Epilepsy is not a single medical condition in itself. It is a symptom of a range of other conditions that cause somebody to have repeated fits, known as seizures.
It is one of the more common neurological conditions, affecting 0.5-1 per cent of the population. Epilepsy is believed to affect around 456,000 people in the UK.
The cells in our brain (neurons) communicate with each other using electrical impulses. During a seizure these electrical impulses are abnormal and disrupted, which can cause both the brain and the body to behave strangely, commonly referred to as an epileptic attack.
The severity of the seizures can differ from person to person. Some people will just experience a trance-like state for a few seconds or minutes, whereas others will become unconscious and have convulsions, or uncontrollable shaking of the body. Other people may get abnormal sensations, such as tingling on one side of the body, or an awareness of a strange taste or smell. Some people also experience emotional symptoms such as fear or déjà vu.
Epileptic attacks are usually brief, lasting from seconds to a few minutes. Once the attack is over, the normal electrical activity of the brain resumes.
Medication has proved remarkably successful for the majority of people with epilepsy. Once treatment begins, 70% of people will become seizure-free.
Doctors who treat epilepsy classify seizures by how much of the brain is affected. There are:
partial seizures - where only a small part of the brain is affected, and
generalised seizures - where most or all of the brain is affected.
There are two types of partial seizure:
simple partial seizure - a seizure where you remain conscious
complex partial seizure - a seizure where your consciousness is affected, you lose your sense of awareness and have no memory of the event.
There are six main types of generalised seizure, which are described below.
Absences: This type of seizure cause a loss of awareness of surroundings for five to 20 seconds.
Myoclonic jerks: These types of seizures cause your arms, legs or upper body to jerk or twitch, often only lasting for a fraction of a second.
Clonic seizure: This causes the same sort of twitching as myclonic jerks, except the symptoms will last longer, normally up to two minutes, and a loss of consciousness may occur.
Atonic seizure: Causes all of the muscles to suddenly relax, usually causing a fall to the ground.
Tonic seizure: Causes all of the muscles to suddenly become stiff, causing a loss of balance and a fall to the ground.
Tonic-clonic seizure: This type of seizure has two stages. The body becomes stiff and the arms and legs will begin twitching. The seizure which will involve loss of consciousness will normally lasts between one and three minutes. This is the most common type of seizure, accounting for 60% of all seizures experienced by people living with epilepsy. These are typically what people are referring to when using the term 'epileptic fit'.

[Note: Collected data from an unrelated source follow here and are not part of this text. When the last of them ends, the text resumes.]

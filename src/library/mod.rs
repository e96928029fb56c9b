//! Per-category scan/refresh orchestration.
//!
//! Every category owns one in-memory record list, a single-permit semaphore
//! shared by its scan and refresh jobs, and a status slot per job kind.
//! Jobs run as spawned tasks; status reads are snapshots of a
//! [`watch`] channel and never wait on a running job.

mod types;

pub use types::*;

use crate::config::LibraryConfig;
use crate::metadata::Scraper;
use crate::nfo::{BriefView, DetailedView};
use crate::record::VideoRecord;
use crate::scanner::{ScanError, ScanProgress, Scanner};
use chrono::Utc;
use nfoforge_common::{HdrClass, StatusFilter, VideoCategory};
use parking_lot::{Mutex, RwLock};
use std::path::PathBuf;
use std::sync::atomic::{AtomicBool, AtomicU64, Ordering};
use std::sync::Arc;
use tokio::sync::{watch, OwnedSemaphorePermit, Semaphore};
use tokio_util::sync::CancellationToken;
use tracing::{debug, error, info, warn};

struct JobSlot {
    state: watch::Sender<JobSnapshot>,
    progress: Arc<ScanProgress>,
}

impl JobSlot {
    fn new() -> Self {
        let (state, _) = watch::channel(JobSnapshot::default());
        Self {
            state,
            progress: Arc::new(ScanProgress::default()),
        }
    }

    fn snapshot(&self) -> JobSnapshot {
        self.state.borrow().clone()
    }

    fn begin(&self) {
        self.progress.reset();
        self.state.send_replace(JobSnapshot {
            status: JobStatus::Running,
            started_at: Some(Utc::now()),
            ..Default::default()
        });
    }

    fn finish(&self, result: Result<Option<RefreshSummary>, LibraryError>) {
        self.state.send_modify(|s| {
            s.finished_at = Some(Utc::now());
            match result {
                Ok(summary) => {
                    s.status = JobStatus::Finished;
                    s.summary = summary;
                }
                Err(LibraryError::Scan(ScanError::Cancelled)) => {
                    s.status = JobStatus::Cancelled;
                }
                Err(e) => {
                    s.status = JobStatus::Failed;
                    s.error = Some(e.to_string());
                }
            }
        });
    }
}

struct CategoryState {
    category: VideoCategory,
    roots: Vec<PathBuf>,
    permit: Arc<Semaphore>,
    records: RwLock<Vec<VideoRecord>>,
    /// Bumped whenever a scan replaces `records`.
    generation: AtomicU64,
    scanned: AtomicBool,
    scan: JobSlot,
    refresh: JobSlot,
    job_token: Mutex<Option<CancellationToken>>,
}
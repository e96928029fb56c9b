//! Errors raised when parsing the string forms of shared enums.

/// A string did not name a known variant.
#[derive(Debug, Clone, PartialEq, Eq, thiserror::Error)]
pub enum ParseError {
    /// Unknown video category selector.
    #[error("Unsupported video type: {0}")]
    VideoCategory(String),

    /// Unknown list filter.
    #[error("Unsupported status filter: {0}")]
    StatusFilter(String),
}
//! Kodi NFO codec.
//!
//! Reads NFO sidecars into [`VideoRecord`](crate::record::VideoRecord)s,
//! writes records and episode listings back as NFO XML, and renders the JSON
//! views served by the HTTP API.

mod read;
mod tree;
mod view;
mod write;

pub use read::{apply_nfo, parse_nfo_into_record, read_nfo};
pub use tree::XmlElement;
pub use view::{BriefView, DetailView, DetailedView};
pub use write::{
    generated_episode_title, render_record, write_episode_nfos, write_record_as_nfo, EpisodeMeta,
};

use std::path::PathBuf;

/// Root elements a sidecar NFO may carry.
pub const ACCEPTED_ROOTS: &[&str] = &["movie", "tvshow", "episodedetails"];

/// Errors raised while reading or writing NFO files.
#[derive(Debug, thiserror::Error)]
pub enum NfoError {
    #[error("I/O error on {}: {source}", path.display())]
    Io {
        path: PathBuf,
        #[source]
        source: std::io::Error,
    },

    #[error("malformed XML: {0}")]
    Xml(#[from] quick_xml::Error),

    #[error("XML writer error: {0}")]
    Write(#[from] std::io::Error),

    #[error("unexpected root element <{0}>")]
    UnexpectedRoot(String),

    #[error("document has no root element")]
    Empty,

    #[error("element <{0}> is never closed")]
    Unclosed(String),

    #[error("second root element <{0}>")]
    ExtraRoot(String),
}

impl NfoError {
    pub(crate) fn io(path: impl Into<PathBuf>, source: std::io::Error) -> Self {
        Self::Io {
            path: path.into(),
            source,
        }
    }
}
//! Path utilities for video detection and Kodi sidecar naming.
//!
//! Sidecar names are fixed by convention:
//!
//! - movies: `<basename>.nfo`, `<basename>-poster.jpg`, `<basename>-fanart.jpg`,
//!   `<basename>-clearlogo.jpg` next to the video file
//! - TV shows: `tvshow.nfo`, `poster.jpg`, `fanart.jpg`, `clearlogo.jpg` inside
//!   the show directory, plus `<episode-basename>.nfo` per episode

use serde::{Deserialize, Serialize};
use std::path::{Path, PathBuf};

/// List of supported video file extensions.
const VIDEO_EXTENSIONS: &[&str] = &[
    "mkv", "mp4", "iso", "ts", "m2ts", "avi", "m4v", "webm", "mov", "wmv",
];

/// Check if a path has a video file extension.
///
/// # Examples
///
/// ```
/// use std::path::Path;
/// use nfoforge_common::paths::is_video_file;
///
/// assert!(is_video_file(Path::new("movie.mkv")));
/// assert!(is_video_file(Path::new("/path/to/disc.ISO")));
/// assert!(!is_video_file(Path::new("movie.nfo")));
/// ```
pub fn is_video_file(path: &Path) -> bool {
    path.extension()
        .and_then(|ext| ext.to_str())
        .map(|ext| VIDEO_EXTENSIONS.contains(&ext.to_lowercase().as_str()))
        .unwrap_or(false)
}

#[must_use]
pub fn video_extensions() -> &'static [&'static str] {
    VIDEO_EXTENSIONS
}

/// Expected locations of the metadata files belonging to one video record.
#[derive(Debug, Clone, Default, PartialEq, Eq, Serialize, Deserialize)]
pub struct SidecarPaths {
    pub nfo: PathBuf,
    pub poster: PathBuf,
    pub fanart: PathBuf,
    pub clearlogo: PathBuf,
}

impl SidecarPaths {
    /// Sidecars of a movie file, named after its basename.
    ///
    /// ```
    /// use std::path::Path;
    /// use nfoforge_common::paths::SidecarPaths;
    ///
    /// let paths = SidecarPaths::for_movie(Path::new("/m/Heat (1995)/Heat.mkv"));
    /// assert_eq!(paths.nfo, Path::new("/m/Heat (1995)/Heat.nfo"));
    /// assert_eq!(paths.poster, Path::new("/m/Heat (1995)/Heat-poster.jpg"));
    /// ```
    pub fn for_movie(video: &Path) -> Self {
        let dir = video.parent().unwrap_or_else(|| Path::new(""));
        let base = basename(video);

        Self {
            nfo: dir.join(format!("{base}.nfo")),
            poster: dir.join(format!("{base}-poster.jpg")),
            fanart: dir.join(format!("{base}-fanart.jpg")),
            clearlogo: dir.join(format!("{base}-clearlogo.jpg")),
        }
    }

    /// Sidecars of a TV show directory.
    pub fn for_show(show_dir: &Path) -> Self {
        Self {
            nfo: show_dir.join("tvshow.nfo"),
            poster: show_dir.join("poster.jpg"),
            fanart: show_dir.join("fanart.jpg"),
            clearlogo: show_dir.join("clearlogo.jpg"),
        }
    }
}

/// NFO path of a single episode file.
///
/// ```
/// use std::path::Path;
/// use nfoforge_common::paths::episode_nfo_path;
///
/// let nfo = episode_nfo_path(Path::new("/tv/Show/Show.S01E02.mkv"));
/// assert_eq!(nfo, Path::new("/tv/Show/Show.S01E02.nfo"));
/// ```
pub fn episode_nfo_path(episode: &Path) -> PathBuf {
    episode.with_extension("nfo")
}

/// File name without its last extension.
fn basename(path: &Path) -> String {
    path.file_stem()
        .map(|s| s.to_string_lossy().into_owned())
        .unwrap_or_default()
}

You may also hear the terms Petit mal and Grand mal epilepsy. Both Petit mal epilepsy and Grand mal epilepsy are quite old-fashioned terms. Petit mal is now known as absence seizures, which neatly describes the momentary lapse in awareness that occurs during an episode. Grand mal epilepsy is the type of epilepsy that affects all or most of the brain at once, usually involving loss of consciousness.
Some people can identify the triggers of their seizures. Triggers can include:
lack of sleep
- alcohol or recreational drugs
- flashing or flickering lights such as strobe lighting (photosensitive epilepsy)
If the trigger of a seizure is known, it may be possible to find ways of avoiding the trigger to help to control the seizures.
Unforunately there is no cure for epileptics, but epilepsy medicines can control seizures in around 7 out of 10 people.